WHAT YOU HAVE TO DO: A line qualifies if it holds the string "only". Copy every qualifying line from the records.

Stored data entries
BEGIN
use std::collections::BTreeMap;

use chrono::{DateTime, Utc};
use serde::{Deserialize, Serialize};

/// Leaf value stored at a single flattened path.
///
/// `PartialEq` only: float fields keep their IEEE semantics, so documents
/// holding NaN never compare equal to themselves.
#[derive(Clone, Debug, PartialEq, Serialize, Deserialize)]
pub enum Scalar {
    Null,
    Bool(bool),
    Int(i64),
    Float(f64),
    Str(String),
    Date(DateTime<Utc>),
}

/// A document tree node: a leaf scalar, an ordered list, or a field map.
#[derive(Clone, Debug, PartialEq, Serialize, Deserialize)]
pub enum Value {
    Scalar(Scalar),
    List(Vec<Value>),
    Map(BTreeMap<String, Value>),
}

/// An entity's schema field values, keyed by field name.
pub type Document = BTreeMap<String, Value>;

/// A document with all structure flattened to path -> leaf entries.
pub type FlatDocument = BTreeMap<String, Scalar>;

impl Scalar {
    pub fn as_str(&self) -> Option<&str> {
        match self {
            Scalar::Str(s) => Some(s),
            _ => None,
        }
    }

    pub fn is_null(&self) -> bool {
        matches!(self, Scalar::Null)
    }
}

impl Value {
    pub fn str(s: impl Into<String>) -> Value {
        Value::Scalar(Scalar::Str(s.into()))
    }

    pub fn int(n: i64) -> Value {
        Value::Scalar(Scalar::Int(n))
    }

    pub fn bool(b: bool) -> Value {
        Value::Scalar(Scalar::Bool(b))
    }

    pub fn null() -> Value {
        Value::Scalar(Scalar::Null)
    }

    pub fn as_scalar(&self) -> Option<&Scalar> {
        match self {
            Value::Scalar(s) => Some(s),
            _ => None,
        }
    }
}

impl From<Scalar> for Value {
    fn from(s: Scalar) -> Value {
        Value::Scalar(s)
    }
}

impl From<&str> for Value {
    fn from(s: &str) -> Value {
        Value::str(s)
    }
}

impl From<i64> for Value {
    fn from(n: i64) -> Value {
        Value::int(n)
    }
}

impl From<bool> for Value {
    fn from(b: bool) -> Value {
        Value::bool(b)
    }
}

/// Host interop: JSON maps onto the document model with dates arriving as
/// plain strings (hosts that need real date scalars construct them directly).
impl From<serde_json::Value> for Value {
    fn from(v: serde_json::Value) -> Value {
        match v {
            serde_json::Value::Null => Value::Scalar(Scalar::Null),
            serde_json::Value::Bool(b) => Value::Scalar(Scalar::Bool(b)),
            serde_json::Value::Number(n) => {
                if let Some(i) = n.as_i64() {
                    Value::Scalar(Scalar::Int(i))
                } else {
                    Value::Scalar(Scalar::Float(n.as_f64().unwrap_or(f64::NAN)))
                }
            }
            serde_json::Value::String(s) => Value::Scalar(Scalar::Str(s)),
            serde_json::Value::Array(items) => {
                Value::List(items.into_iter().map(Value::from).collect())
            }
            serde_json::Value::Object(map) => Value::Map(
                map.into_iter()
                    .map(|(k, v)| (k, Value::from(v)))
                    .collect(),
            ),
        }
    }
}

impl From<&Value> for serde_json::Value {
    fn from(v: &Value) -> serde_json::Value {
        match v {
            Value::Scalar(Scalar::Null) => serde_json::Value::Null,
            Value::Scalar(Scalar::Bool(b)) => serde_json::Value::Bool(*b),
            Value::Scalar(Scalar::Int(i)) => serde_json::Value::from(*i),
            Value::Scalar(Scalar::Float(f)) => {
                serde_json::Number::from_f64(*f).map_or(serde_json::Value::Null, serde_json::Value::Number)
            }
            Value::Scalar(Scalar::Str(s)) => serde_json::Value::String(s.clone()),
            Value::Scalar(Scalar::Date(d)) => serde_json::Value::String(d.to_rfc3339()),
            Value::List(items) => {
                serde_json::Value::Array(items.iter().map(serde_json::Value::from).collect())
            }
            Value::Map(map) => serde_json::Value::Object(
                map.iter()
                    .map(|(k, v)| (k.clone(), serde_json::Value::from(v)))
                    .collect(),
            ),
        }
    }
}
//! The content tree's node model as the core sees it, plus the traversal
//! helpers built on the storage collaborator.
//!
//! The old-world folder/collection/trash class hierarchy is replaced by a
//! tagged kind with capability predicates; behavior composes from what a
//! kind *can do* rather than what it inherits.

use std::collections::HashSet;

use chrono::{DateTime, Utc};
use serde::{Deserialize, Serialize};

use crate::error::{Error, Result};
use crate::ids::{ActorId, EntityId};
use crate::traits::ContentTree;
use crate::value::Document;

#[derive(Clone, Copy, Debug, PartialEq, Eq, Serialize, Deserialize)]
#[serde(rename_all = "snake_case")]
pub enum NodeKind {
    Root,
    Folder,
    Item,
    Trash,
}

impl NodeKind {
    pub fn label(self) -> &'static str {
        match self {
            NodeKind::Root => "root",
            NodeKind::Folder => "folder",
            NodeKind::Item => "item",
            NodeKind::Trash => "trash",
        }
    }

    pub fn is_container(self) -> bool {
        matches!(self, NodeKind::Root | NodeKind::Folder | NodeKind::Trash)
    }

    /// Which kinds may be created or moved under this one. The trash accepts
    /// children only through the trash commands, never through validation.
    pub fn allows_child(self, child: NodeKind) -> bool {
        matches!(self, NodeKind::Root | NodeKind::Folder)
            && matches!(child, NodeKind::Folder | NodeKind::Item)
    }

    /// May carry an explicit ordered child-name list.
    pub fn orderable(self) -> bool {
        matches!(self, NodeKind::Root | NodeKind::Folder)
    }

    /// Participates in the publication workflow.
    pub fn workflowed(self) -> bool {
        matches!(self, NodeKind::Folder | NodeKind::Item)
    }
}

/// Where a trashed node came from, recorded so it can go back.
#[derive(Clone, Debug, PartialEq, Serialize, Deserialize)]
pub struct Memento {
    pub orig_name: String,
    pub orig_parent_id: EntityId,
    pub orig_parent_path: String,
    pub trashed_at: DateTime<Utc>,
    pub trashed_by: Option<ActorId>,
}

/// A content entity as surfaced by the storage collaborator.
#[derive(Clone, Debug, PartialEq, Serialize, Deserialize)]
pub struct ContentNode {
    pub id: EntityId,
    /// `None` only for the root.
    pub parent: Option<EntityId>,
    /// Unique within the parent.
    pub name: String,
    pub kind: NodeKind,
    pub document: Document,
    /// When present, a permutation of the current child-name set. Absent for
    /// sort-by-field containers.
    pub ordered_names: Option<Vec<String>>,
    pub pub_state: Option<String>,
    pub memento: Option<Memento>,
    pub created: Option<DateTime<Utc>>,
    pub modified: Option<DateTime<Utc>>,
}

/// Names that would shadow host views.
pub const RESERVED_NAMES: [&str; 11] = [
    "add",
    "delete",
    "contents",
    "rename",
    "edit",
    "workflow_transition",
    "history",
    "comment",
    "local_roles",
    "search",
    "object_view",
];

fn allowed_name_char(ch: char) -> bool {
    ch.is_ascii_alphanumeric() || matches!(ch, '.' | '-' | '_' | ' ')
}

/// Check a proposed child name against the blank/reserved/character rules.
/// Uniqueness is the caller's concern.
pub fn validate_name(name: &str) -> Result<()> {
    let trimmed = name.trim();
    if trimmed.is_empty() {
        return Err(Error::Veto("Name may not be blank.".into()));
    }
    if RESERVED_NAMES.contains(&trimmed) {
        return Err(Error::Veto(format!("\"{trimmed}\" is a reserved name.")));
    }
    for ch in trimmed.chars() {
        if !allowed_name_char(ch) {
            return Err(Error::Veto(format!(
                "The character \"{ch}\" is not allowed in names."
            )));
        }
    }
    Ok(())
}

/// Ancestor ids from the root down to (and including) the entity.
pub fn id_path<T: ContentTree + ?Sized>(tree: &T, id: EntityId) -> Result<Vec<EntityId>> {
    let mut path = vec![id];
    let mut seen: HashSet<EntityId> = path.iter().copied().collect();
    let mut current = tree.node(id)?.parent;
    while let Some(parent) = current {
        if !seen.insert(parent) {
            return Err(Error::InvariantViolation(format!(
                "parent cycle detected at entity {parent}"
            )));
        }
        path.push(parent);
        current = tree.node(parent)?.parent;
    }
    path.reverse();
    Ok(path)
}

/// Human-readable location: "/" for the root, "/news/today" below it.
pub fn resource_path<T: ContentTree + ?Sized>(tree: &T, id: EntityId) -> Result<String> {
    let ids = id_path(tree, id)?;
    let mut out = String::new();
    for nid in ids.iter().skip(1) {
        out.push('/');
        out.push_str(&tree.node(*nid)?.name);
    }
    if out.is_empty() {
        out.push('/');
    }
    Ok(out)
}

/// Whether the entity lives under the trash (the trash node included).
pub fn in_trash<T: ContentTree + ?Sized>(tree: &T, id: EntityId) -> Result<bool> {
    Ok(id_path(tree, id)?.contains(&EntityId::TRASH))
}

/// Depth-first preorder walk of an entity's subtree.
pub fn walk_subtree<T: ContentTree + ?Sized>(
    tree: &T,
    id: EntityId,
    include_self: bool,
) -> Result<Vec<ContentNode>> {
    let mut out = Vec::new();
    let node = tree.node(id)?;
    if include_self {
        out.push(node.clone());
    }
    if node.kind.is_container() {
        for child in tree.children(id)? {
            out.extend(walk_subtree(tree, child.id, true)?);
        }
    }
    Ok(out)
}

/// Children of an ordered container in their explicit order. Names without a
/// live child are skipped.
pub fn ordered_children<T: ContentTree + ?Sized>(
    tree: &T,
    node: &ContentNode,
) -> Result<Vec<ContentNode>> {
    let names = node
        .ordered_names
        .as_ref()
        .ok_or(Error::UnorderedContainer)?;
    let children = tree.children(node.id)?;
    let mut result = Vec::with_capacity(children.len());
    for name in names {
        if let Some(child) = children.iter().find(|c| &c.name == name) {
            result.push(child.clone());
        }
    }
    Ok(result)
}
END
OUTPUT FOR THIS EXERCISE:
/// `PartialEq` only: float fields keep their IEEE semantics, so documents
    /// children only through the trash commands, never through validation.
    /// `None` only for the root.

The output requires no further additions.